I have been fortunate to speak to many Japanese living here and in Japan. And of what you describe there is generally two areas I see that I can place those discussions in. Some supportive of the Japanese WWII effort. Others not. Now as far as Americans. There are those who fought in WWII and opposed the Japanese, and have bitter feelings about things like the "Death Marches". And those put in American who where put into camps, who where Americans of Japanese ancestry. I know one family who lost their farm and had to buy it back twice, and very bitter about it. Or friend's grandparents who spent time in the camps as kids and had have no resounding anger to the loss of their homes and the other hardships they suffered.

Hypocrisy it isn't exclusive to the Japanese. It is my understanding it is pretty rampant in many Asian governments, China is a big gone. And hypocrisy is also big in the Western world way back to Athens in the 4th Century BC. And the bible has been used in worse ways and justifications by scads of peoples, then Nitobe's book.

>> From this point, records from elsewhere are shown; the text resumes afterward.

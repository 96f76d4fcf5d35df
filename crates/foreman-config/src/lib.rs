//! Configuration parsing for Foreman.
//!
//! Scheduler and node configuration is written in KDL.

pub mod error;
pub mod scheduler;

pub use error::{ConfigError, ConfigResult};
pub use scheduler::{NodeConfig, SchedulerConfig, parse_scheduler_config};
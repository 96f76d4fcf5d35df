//! Error types for Foreman.

use thiserror::Error;

#[derive(Debug, Error)]
pub enum Error {
    #[error("unknown task: {0}")]
    UnknownTask(String),

    #[error("executable could not be created: {0}")]
    Instantiation(String),

    #[error("execution failed: {0}")]
    ExecutionFailed(String),

    #[error("dependency collection failed: {0}")]
    DependencyCollection(String),

    #[error("permission denied: {0}")]
    PermissionDenied(String),

    #[error("cancelled")]
    Cancelled,

    #[error("internal error: {0}")]
    Internal(String),
}

pub type Result<T> = std::result::Result<T, Error>;
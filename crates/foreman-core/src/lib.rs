//! Core domain types and traits for the Foreman build scheduler.
//!
//! This crate contains:
//! - Task, sub-task and executable abstractions
//! - Queue actions (causes, parameters, revision baselines)
//! - Dependency declarations and trigger policies
//! - Project registry and access-control seams
//! - Identifiers and the common error type

pub mod action;
pub mod error;
pub mod id;
pub mod project;
pub mod task;

pub use action::{Action, Cause, merge_actions};
pub use error::{Error, Result};
pub use id::{ItemId, TaskId};
pub use project::{
    AccessControl, BuildCompletion, Dependency, PermitAll, ProjectRegistry, ThresholdTrigger,
    TriggerPolicy,
};
pub use task::{BuildOutcome, Executable, Interrupt, Label, SameNodeConstraint, SubTask, Task};
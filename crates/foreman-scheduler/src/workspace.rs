//! Workspace leasing.
//!
//! A per-node registry that serializes access to named workspace paths.
//! Non-concurrent projects take an exclusive lease so two builds never
//! write the same directory; shared leases may coexist with each other.
//! A lease is released exactly once, on every exit path, because release
//! happens in `Drop`.

use std::collections::HashMap;
use std::path::{Path, PathBuf};
use std::sync::{Arc, Mutex, MutexGuard, PoisonError};
use tokio::sync::watch;
use tracing::debug;

#[derive(Debug, Default)]
struct Occupancy {
    exclusive: bool,
    holders: usize,
}

#[derive(Debug)]
struct Registry {
    occupants: Mutex<HashMap<PathBuf, Occupancy>>,
    // bumped on every release so waiters re-check
    epoch: watch::Sender<u64>,
}

impl Registry {
    fn occupants(&self) -> MutexGuard<'_, HashMap<PathBuf, Occupancy>> {
        self.occupants.lock().unwrap_or_else(PoisonError::into_inner)
    }

    fn release(&self, path: &Path) {
        let mut map = self.occupants();
        if let Some(occ) = map.get_mut(path) {
            occ.holders -= 1;
            if occ.holders == 0 {
                map.remove(path);
            }
        }
        drop(map);
        debug!(path = %path.display(), "workspace lease released");
        self.epoch.send_modify(|v| *v += 1);
    }

    fn try_grant(&self, path: &PathBuf, exclusive: bool) -> bool {
        let mut map = self.occupants();
        match map.get_mut(path) {
            None => {
                map.insert(
                    path.clone(),
                    Occupancy {
                        exclusive,
                        holders: 1,
                    },
                );
                true
            }
            Some(occ) if !occ.exclusive && !exclusive => {
                occ.holders += 1;
                true
            }
            Some(_) => false,
        }
    }
}

/// Lease registry for one node's workspaces.
#[derive(Debug, Clone)]
pub struct WorkspaceList {
    inner: Arc<Registry>,
}

impl Default for WorkspaceList {
    fn default() -> Self {
        Self::new()
    }
}

impl WorkspaceList {
    pub fn new() -> Self {
        let (epoch, _) = watch::channel(0);
        Self {
            inner: Arc::new(Registry {
                occupants: Mutex::new(HashMap::new()),
                epoch,
            }),
        }
    }

    /// Acquire a lease on `path`, waiting until the path is compatible
    /// with the request: an exclusive lease needs the path free, a shared
    /// lease joins other shared holders. FIFO fairness is not guaranteed,
    /// only mutual exclusion.
    pub async fn acquire(&self, path: impl Into<PathBuf>, exclusive: bool) -> WorkspaceLease {
        let path = path.into();
        let mut epoch = self.inner.epoch.subscribe();
        loop {
            // mark the current epoch seen before inspecting state, so a
            // release between the check and the await still wakes us
            epoch.borrow_and_update();
            if self.inner.try_grant(&path, exclusive) {
                debug!(path = %path.display(), exclusive, "workspace lease granted");
                return WorkspaceLease {
                    registry: self.inner.clone(),
                    path,
                };
            }
            let _ = epoch.changed().await;
        }
    }

    /// Acquire without waiting; `None` if the path is currently
    /// incompatible with the request.
    pub fn try_acquire(&self, path: impl Into<PathBuf>, exclusive: bool) -> Option<WorkspaceLease> {
        let path = path.into();
        if self.inner.try_grant(&path, exclusive) {
            debug!(path = %path.display(), exclusive, "workspace lease granted");
            Some(WorkspaceLease {
                registry: self.inner.clone(),
                path,
            })
        } else {
            None
        }
    }

    /// Current number of lease holders on a path.
    pub fn holders(&self, path: impl AsRef<Path>) -> usize {
        self.inner
            .occupants()
            .get(path.as_ref())
            .map(|o| o.holders)
            .unwrap_or(0)
    }
}

/// Occupancy token for one workspace path. Dropping it releases the
/// lease.
#[derive(Debug)]
pub struct WorkspaceLease {
    registry: Arc<Registry>,
    path: PathBuf,
}

impl WorkspaceLease {
    pub fn path(&self) -> &Path {
        &self.path
    }

    /// Explicit release, equivalent to dropping the lease.
    pub fn release(self) {}
}

impl Drop for WorkspaceLease {
    fn drop(&mut self) {
        self.registry.release(&self.path);
    }
}
impl PoolInner {
    fn spawn_executor(inner: &Arc<PoolInner>, node: Arc<Node>, number: usize) -> Executor {
        let executor = Executor::new(node, number);
        let handle = tokio::spawn(executor.clone().run_loop(inner.clone()));
        let _ = executor.inner.abort.set(handle.abort_handle());

        // supervisor: a loop that ends abnormally leaves a dead slot
        // behind instead of silently shrinking capacity
        let watched = executor.clone();
        tokio::spawn(async move {
            if let Err(err) = handle.await {
                let cause = if err.is_panic() {
                    "executor loop panicked"
                } else {
                    "executor loop aborted"
                };
                warn!(
                    node = %watched.inner.node.name(),
                    executor = watched.inner.number,
                    cause,
                    "executor died"
                );
                *watched.inner.state.lock().await = ExecutorState::Dead {
                    cause: cause.to_string(),
                };
            }
        });

        executor
    }

    /// Remove a surplus slot, unless the node has been resized back up
    /// since the slot noticed the shrink. Returns whether it retired.
    async fn retire_if_surplus(&self, executor: &Executor) -> bool {
        let mut executors = self.executors.lock().await;
        if executor.inner.number < executor.inner.node.desired_executors() {
            return false;
        }
        executors.retain(|e| !Arc::ptr_eq(&e.inner, &executor.inner));
        true
    }

    async fn mark_building(&self, task: &TaskId, building: bool) {
        let mut map = self.building.lock().await;
        if building {
            *map.entry(task.clone()).or_insert(0) += 1;
        } else if let Some(count) = map.get_mut(task) {
            *count -= 1;
            if *count == 0 {
                map.remove(task);
            }
        }
    }
}

/// All executor slots across all configured nodes.
#[derive(Clone)]
pub struct ExecutorPool {
    inner: Arc<PoolInner>,
}

impl ExecutorPool {
    pub fn new(queue: Arc<Queue>, config: &SchedulerConfig) -> Self {
        let nodes = config.nodes.iter().map(Node::from_config).collect();
        Self {
            inner: Arc::new(PoolInner {
                queue,
                nodes,
                executors: Mutex::new(Vec::new()),
                building: Mutex::new(HashMap::new()),
                events: OnceLock::new(),
            }),
        }
    }

    /// Spawn the configured executors. Events fire on the given hooks from
    /// here on; calling `start` twice keeps the first hooks.
    pub async fn start(&self, events: Arc<dyn SchedulerEvents>) {
        let _ = self.inner.events.set(events);
        let mut executors = self.inner.executors.lock().await;
        for node in &self.inner.nodes {
            for number in 0..node.desired_executors() {
                executors.push(PoolInner::spawn_executor(&self.inner, node.clone(), number));
            }
        }
        info!(
            nodes = self.inner.nodes.len(),
            executors = executors.len(),
            "executor pool started"
        );
    }

    pub fn nodes(&self) -> &[Arc<Node>] {
        &self.inner.nodes
    }

    pub async fn executors(&self) -> Vec<Executor> {
        self.inner.executors.lock().await.clone()
    }

    pub async fn snapshots(&self) -> Vec<ExecutorSnapshot> {
        let executors = self.executors().await;
        let mut snapshots = Vec::with_capacity(executors.len());
        for executor in executors {
            snapshots.push(executor.snapshot().await);
        }
        snapshots
    }

    /// Resize one node's executor count. Growing fills slot numbers not
    /// held by a live executor; shrinking lets surplus slots retire once
    /// they next go looking for work, so running builds finish normally.
    /// A slot still winding down from an earlier shrink keeps its number
    /// and is reused rather than doubled up.
    pub async fn set_executor_count(&self, node_name: &str, count: usize) -> Result<()> {
        let node = self
            .inner
            .nodes
            .iter()
            .find(|n| n.name() == node_name)
            .ok_or_else(|| Error::Internal(format!("unknown node '{}'", node_name)))?
            .clone();
        let mut executors = self.inner.executors.lock().await;
        let previous = node.desired_executors.send_replace(count);
        info!(node = %node_name, previous, count, "executor count changed");
        if count > previous {
            let mut occupied = HashSet::new();
            for executor in executors.iter() {
                if executor.node_name() == node_name && !executor.is_dead().await {
                    occupied.insert(executor.number());
                }
            }
            for number in 0..count {
                if !occupied.contains(&number) {
                    executors.push(PoolInner::spawn_executor(&self.inner, node.clone(), number));
                }
            }
        }
        Ok(())
    }

    /// Gracefully stop the running build of `task`, if any executor has
    /// it. Permission-gated.
    pub async fn stop(&self, task: &TaskId, access: &dyn AccessControl) -> Result<bool> {
        let executors = self.executors().await;
        let mut stopped = false;
        for executor in executors {
            stopped |= executor.stop_if_building(task, access).await?;
        }
        Ok(stopped)
    }

    /// Drop dead slots from the pool. Returns how many were removed.
    pub async fn remove_dead(&self) -> usize {
        let mut executors = self.inner.executors.lock().await;
        let mut kept = Vec::with_capacity(executors.len());
        let mut removed = 0;
        for executor in executors.drain(..) {
            if executor.is_dead().await {
                removed += 1;
            } else {
                kept.push(executor);
            }
        }
        *executors = kept;
        if removed > 0 {
            info!(removed, "removed dead executors");
        }
        removed
    }
}
//! The build queue.
//!
//! Holds submitted build requests through their lifecycle:
//! waiting (quiet period running) → blocked (a cause of blockage applies)
//! ⇄ buildable (waiting for a free executor) → pending (work units being
//! handed out), after which the item leaves the queue. An item may
//! oscillate between blocked and buildable any number of times.
//!
//! All state transitions happen under one coarse lock; correctness over
//! throughput, since scheduling decisions are rare next to build
//! execution. `pop` never awaits while holding it. Queue state is
//! in-memory only: a restart loses queued-but-not-started items by
//! design.

use crate::blockage::{self, BuildActivity, CauseOfBlockage};
use crate::graph::DependencyGraph;
use chrono::{DateTime, Utc};
use foreman_core::{
    AccessControl, Action, BuildCompletion, BuildOutcome, Error, Executable, ItemId, Label,
    Result, SubTask, Task, TaskId, merge_actions,
};
use serde::Serialize;
use std::collections::{HashMap, HashSet, VecDeque};
use std::sync::{Arc, Mutex as StdMutex, PoisonError};
use std::time::Duration;
use tokio::sync::{Mutex, watch};
use tokio::time::Instant;
use tracing::{debug, info};

/// Node identity and labels of the executor asking for work.
#[derive(Debug, Clone)]
pub struct ExecutorProfile {
    pub node: String,
    pub labels: HashSet<Label>,
}

impl ExecutorProfile {
    fn accepts(&self, label: Option<&Label>) -> bool {
        label.is_none_or(|l| self.labels.contains(l))
    }
}

/// Lifecycle phase of a queue item, for snapshots.
#[derive(Debug, Clone, Copy, PartialEq, Eq, Serialize)]
#[serde(rename_all = "lowercase")]
pub enum ItemPhase {
    Waiting,
    Blocked,
    Buildable,
    Pending,
}
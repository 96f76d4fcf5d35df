//! Blocking-policy evaluation.
//!
//! Decides, for one queued item whose quiet period has elapsed, whether a
//! cause of blockage still applies. The checks run in order and the first
//! applicable cause wins; nothing is cached because the underlying
//! building/queued state changes continuously.

use crate::graph::DependencyGraph;
use async_trait::async_trait;
use foreman_core::{Task, TaskId};
use serde::Serialize;
use std::fmt;

/// Live view of what is currently building, provided by the executor
/// pool.
#[async_trait]
pub trait BuildActivity: Send + Sync {
    async fn is_building(&self, task: &TaskId) -> bool;
}

/// Why a buildable-looking item must still wait. Shown to users verbatim.
#[derive(Debug, Clone, PartialEq, Eq, Serialize)]
#[serde(rename_all = "snake_case", tag = "kind")]
pub enum CauseOfBlockage {
    /// A previous build of the task is still running and the task does
    /// not allow concurrent builds.
    SelfBuilding { task: TaskId },
    /// The nearest transitively-downstream task that is building or
    /// queued, for tasks configured to wait on downstream activity.
    DownstreamBuilding { downstream: TaskId },
    /// The nearest transitively-upstream task that is building or queued.
    UpstreamBuilding { upstream: TaskId },
}

impl fmt::Display for CauseOfBlockage {
    fn fmt(&self, f: &mut fmt::Formatter<'_>) -> fmt::Result {
        match self {
            CauseOfBlockage::SelfBuilding { task } => {
                write!(f, "a build of {} is already in progress", task)
            }
            CauseOfBlockage::DownstreamBuilding { downstream } => {
                write!(f, "downstream task {} is building or queued", downstream)
            }
            CauseOfBlockage::UpstreamBuilding { upstream } => {
                write!(f, "upstream task {} is building or queued", upstream)
            }
        }
    }
}

/// Evaluate the blocking policy for `task`. Returns the first applicable
/// cause, or `None` if the item may proceed to buildable.
///
/// `in_queue` reports whether some other task currently has a queue item;
/// the transitive walks skip the task itself so it never blocks on its
/// own submission.
pub async fn evaluate(
    task: &dyn Task,
    graph: &DependencyGraph,
    activity: &dyn BuildActivity,
    in_queue: impl Fn(&TaskId) -> bool,
) -> Option<CauseOfBlockage> {
    let id = task.id();

    if !task.concurrent_build() && activity.is_building(&id).await {
        return Some(CauseOfBlockage::SelfBuilding { task: id });
    }

    if task.block_when_downstream_building() {
        // nearest first: the closure is in BFS order
        for downstream in graph.transitive_downstream(&id) {
            if downstream == id {
                continue;
            }
            if activity.is_building(&downstream).await || in_queue(&downstream) {
                return Some(CauseOfBlockage::DownstreamBuilding { downstream });
            }
        }
    }

    if task.block_when_upstream_building() {
        for upstream in graph.transitive_upstream(&id) {
            if upstream == id {
                continue;
            }
            if activity.is_building(&upstream).await || in_queue(&upstream) {
                return Some(CauseOfBlockage::UpstreamBuilding { upstream });
            }
        }
    }

    None
}
//! Actions attached to a queued build request.
//!
//! Actions accumulate on a queue item: a duplicate submission of the same
//! not-yet-started task merges its actions into the existing item instead
//! of creating a second one.

use serde::{Deserialize, Serialize};
use std::collections::HashMap;

use crate::TaskId;

/// Why a build was requested.
#[derive(Debug, Clone, PartialEq, Serialize, Deserialize)]
#[serde(rename_all = "snake_case", tag = "kind")]
pub enum Cause {
    /// A user asked for the build.
    UserTriggered { user: String },
    /// Completion of an upstream build triggered this one.
    UpstreamBuild { task: TaskId },
    /// SCM polling detected a change.
    ScmChange,
    /// A timer fired.
    Timer,
}

/// One action carried by a queue item.
#[derive(Debug, Clone, PartialEq, Serialize, Deserialize)]
#[serde(rename_all = "snake_case", tag = "kind", content = "value")]
pub enum Action {
    Cause(Cause),
    Parameters(HashMap<String, String>),
    /// SCM revision baseline. The scheduler does not interpret this; it is
    /// threaded through to the triggered build untouched.
    RevisionBaseline(serde_json::Value),
}

/// Merge `incoming` actions into an existing item's action list.
///
/// Identical causes are recorded once; parameters and baselines are
/// appended as-is.
pub fn merge_actions(existing: &mut Vec<Action>, incoming: Vec<Action>) {
    for action in incoming {
        if matches!(action, Action::Cause(_)) && existing.contains(&action) {
            continue;
        }
        existing.push(action);
    }
}
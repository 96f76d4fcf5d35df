//! The dependency graph.
//!
//! An immutable snapshot of upstream/downstream relationships between
//! tasks. Rebuilt wholesale whenever project configuration changes; the
//! scheduler swaps in the fresh instance atomically, so readers always see
//! a fully built graph.

use foreman_core::{Action, BuildCompletion, Dependency, ProjectRegistry, TaskId};
use std::collections::btree_map::Entry;
use std::collections::{BTreeMap, HashSet, VecDeque};
use std::sync::Arc;
use tracing::{debug, warn};

/// All dependencies between one ordered pair of tasks, coalesced for
/// traversal. Each edge keeps its own trigger policy.
pub struct DependencyGroup {
    upstream: TaskId,
    downstream: TaskId,
    edges: Vec<Dependency>,
}

impl DependencyGroup {
    fn new(dep: Dependency) -> Self {
        Self {
            upstream: dep.upstream.clone(),
            downstream: dep.downstream.clone(),
            edges: vec![dep],
        }
    }

    fn add(&mut self, dep: Dependency) {
        self.edges.push(dep);
    }

    pub fn upstream(&self) -> &TaskId {
        &self.upstream
    }

    pub fn downstream(&self) -> &TaskId {
        &self.downstream
    }

    pub fn len(&self) -> usize {
        self.edges.len()
    }

    pub fn is_empty(&self) -> bool {
        self.edges.is_empty()
    }

    /// Ask each coalesced edge in turn whether the completed upstream
    /// build should trigger the downstream task. The first edge that
    /// agrees wins; its contributed actions are returned and the remaining
    /// edges are not consulted, so a completion triggers the downstream
    /// task at most once per group.
    pub fn should_trigger(&self, completion: &BuildCompletion) -> Option<Vec<Action>> {
        for edge in &self.edges {
            let mut actions = Vec::new();
            if edge.trigger.should_trigger(completion, &mut actions) {
                return Some(actions);
            }
        }
        None
    }
}

/// Aggregates dependency edges into a [`DependencyGraph`].
///
/// Consuming the builder in [`GraphBuilder::build`] is what freezes the
/// graph: there is no way to insert an edge into a built instance.
#[derive(Default)]
pub struct GraphBuilder {
    forward: BTreeMap<TaskId, BTreeMap<TaskId, DependencyGroup>>,
}

impl GraphBuilder {
    pub fn new() -> Self {
        Self::default()
    }

    pub fn add(&mut self, dep: Dependency) {
        let by_downstream = self.forward.entry(dep.upstream.clone()).or_default();
        match by_downstream.entry(dep.downstream.clone()) {
            Entry::Occupied(mut group) => group.get_mut().add(dep),
            Entry::Vacant(slot) => {
                slot.insert(DependencyGroup::new(dep));
            }
        }
    }

    pub fn build(self) -> DependencyGraph {
        let mut forward: BTreeMap<TaskId, Vec<Arc<DependencyGroup>>> = BTreeMap::new();
        let mut backward: BTreeMap<TaskId, Vec<Arc<DependencyGroup>>> = BTreeMap::new();

        for (upstream, groups) in self.forward {
            for (_, group) in groups {
                let group = Arc::new(group);
                forward
                    .entry(upstream.clone())
                    .or_default()
                    .push(group.clone());
                backward
                    .entry(group.downstream().clone())
                    .or_default()
                    .push(group);
            }
        }

        // forward lists come out sorted by downstream name; sort backward
        // lists by upstream name for the same deterministic iteration
        for groups in backward.values_mut() {
            groups.sort_by(|a, b| a.upstream().cmp(b.upstream()));
        }

        DependencyGraph { forward, backward }
    }
}

/// Relative topological position of two tasks.
#[derive(Debug, Clone, Copy, PartialEq, Eq)]
pub enum TopoOrder {
    /// The first task transitively precedes the second.
    Before,
    /// The first task transitively follows the second.
    After,
    /// Neither reaches the other.
    Unordered,
    /// Both reach each other; the graph is cyclic between them.
    Cycle,
}

/// Immutable snapshot of the dependency edge set, with forward and
/// backward adjacency keyed by task.
#[derive(Default)]
pub struct DependencyGraph {
    forward: BTreeMap<TaskId, Vec<Arc<DependencyGroup>>>,
    backward: BTreeMap<TaskId, Vec<Arc<DependencyGroup>>>,
}

impl DependencyGraph {
    /// A graph with no edges.
    pub fn empty() -> Self {
        Self::default()
    }

    /// Direct downstream neighbors.
    pub fn downstream(&self, task: &TaskId) -> Vec<TaskId> {
        self.forward
            .get(task)
            .map(|groups| groups.iter().map(|g| g.downstream().clone()).collect())
            .unwrap_or_default()
    }

    /// Direct upstream neighbors.
    pub fn upstream(&self, task: &TaskId) -> Vec<TaskId> {
        self.backward
            .get(task)
            .map(|groups| groups.iter().map(|g| g.upstream().clone()).collect())
            .unwrap_or_default()
    }

    /// The coalesced dependency groups whose upstream is `task`.
    pub fn downstream_groups(&self, task: &TaskId) -> &[Arc<DependencyGroup>] {
        self.forward.get(task).map(Vec::as_slice).unwrap_or(&[])
    }

    /// The coalesced dependency groups whose downstream is `task`.
    pub fn upstream_groups(&self, task: &TaskId) -> &[Arc<DependencyGroup>] {
        self.backward.get(task).map(Vec::as_slice).unwrap_or(&[])
    }

    /// Every task reachable by following downstream edges, in BFS order
    /// (nearest first). The start task appears only if a cycle leads back
    /// to it. Terminates on cyclic graphs.
    pub fn transitive_downstream(&self, task: &TaskId) -> Vec<TaskId> {
        self.closure(task, |t| self.downstream(t))
    }

    /// Every task reachable by following upstream edges, nearest first.
    pub fn transitive_upstream(&self, task: &TaskId) -> Vec<TaskId> {
        self.closure(task, |t| self.upstream(t))
    }

    fn closure(&self, start: &TaskId, neighbors: impl Fn(&TaskId) -> Vec<TaskId>) -> Vec<TaskId> {
        let frontier = neighbors(start);
        let mut visited: HashSet<TaskId> = frontier.iter().cloned().collect();
        let mut queue: VecDeque<TaskId> = frontier.into();
        let mut reached = Vec::new();

        while let Some(task) = queue.pop_front() {
            for next in neighbors(&task) {
                if visited.insert(next.clone()) {
                    queue.push_back(next);
                }
            }
            reached.push(task);
        }
        reached
    }

    /// Whether a path of length greater than one leads from `src` to
    /// `dst`, excluding the direct edge between them.
    pub fn has_indirect_dependencies(&self, src: &TaskId, dst: &TaskId) -> bool {
        let frontier: Vec<TaskId> = self
            .downstream(src)
            .into_iter()
            .filter(|t| t != dst)
            .collect();
        let mut visited: HashSet<TaskId> = frontier.iter().cloned().collect();
        let mut queue: VecDeque<TaskId> = frontier.into();

        while let Some(task) = queue.pop_front() {
            if &task == dst {
                return true;
            }
            for next in self.downstream(&task) {
                if visited.insert(next.clone()) {
                    queue.push_back(next);
                }
            }
        }
        false
    }

    /// Topological comparison. Not a total order: `Unordered` and `Cycle`
    /// are distinct outcomes, so callers can decide how to treat cyclic
    /// graphs instead of silently sorting them as equal.
    pub fn compare(&self, a: &TaskId, b: &TaskId) -> TopoOrder {
        match (self.reaches(a, b), self.reaches(b, a)) {
            (true, true) => TopoOrder::Cycle,
            (true, false) => TopoOrder::Before,
            (false, true) => TopoOrder::After,
            (false, false) => TopoOrder::Unordered,
        }
    }

    fn reaches(&self, from: &TaskId, to: &TaskId) -> bool {
        let frontier = self.downstream(from);
        let mut visited: HashSet<TaskId> = frontier.iter().cloned().collect();
        let mut queue: VecDeque<TaskId> = frontier.into();

        while let Some(task) = queue.pop_front() {
            if &task == to {
                return true;
            }
            for next in self.downstream(&task) {
                if visited.insert(next.clone()) {
                    queue.push_back(next);
                }
            }
        }
        false
    }
}

/// Build a fresh graph from every registered task's declared edges.
///
/// A contributor that fails is reported and skipped; it must not corrupt
/// the graph for everyone else.
pub fn build_graph(registry: &dyn ProjectRegistry) -> DependencyGraph {
    let mut builder = GraphBuilder::new();
    for task in registry.tasks() {
        match registry.collect_edges(task.as_ref()) {
            Ok(edges) => {
                for edge in edges {
                    builder.add(edge);
                }
            }
            Err(e) => {
                warn!(task = %task.id(), error = %e, "dependency contribution failed; skipping this task's edges");
            }
        }
    }
    let graph = builder.build();
    debug!(
        upstream_keys = graph.forward.len(),
        downstream_keys = graph.backward.len(),
        "dependency graph built"
    );
    graph
}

I am not surprised it was misused, and I personally don't discount the book because it was a tool misused and twisted by a government or a political party, FWIW. :) I guess cause I don't live in Japan and it is a matter that doesn't touch me. I look at it as something that the Japanese have to deal with, and I am on the outside looking in. Thank you for your thoughts. :)

Ron Tisdale
06-12-2009, 07:24 AM
DOH! [Smacks head]ho boy. :D [/smacks head]

Yeah, I kinda missed the boat on that one.

Best,
Ron
Hi Ron,

Thanks for the reply. The Internet is not a place for subtlety and I see that I failed to clearly get my point across. The comments I put in quotes were not what I think was said, but how I think they will be (and have been already) interpreted. Sorry if I have offended, that's for Don too, sorry.

What I wanted to say was that it seems to me that no one comes here purely for info. Instead perhaps we are all trying to feel connnected in some way. And the percentage of looking for info vs. trying to feel connected varies from person to person. When I see a question or comment that clearly shows the poster has not looked around, then I think that that person has come to connect. For that kind of poster, I think it is more helpful to respond keeping in mind they are looking for something else. That way I can connect with the person and then they will be more open to info.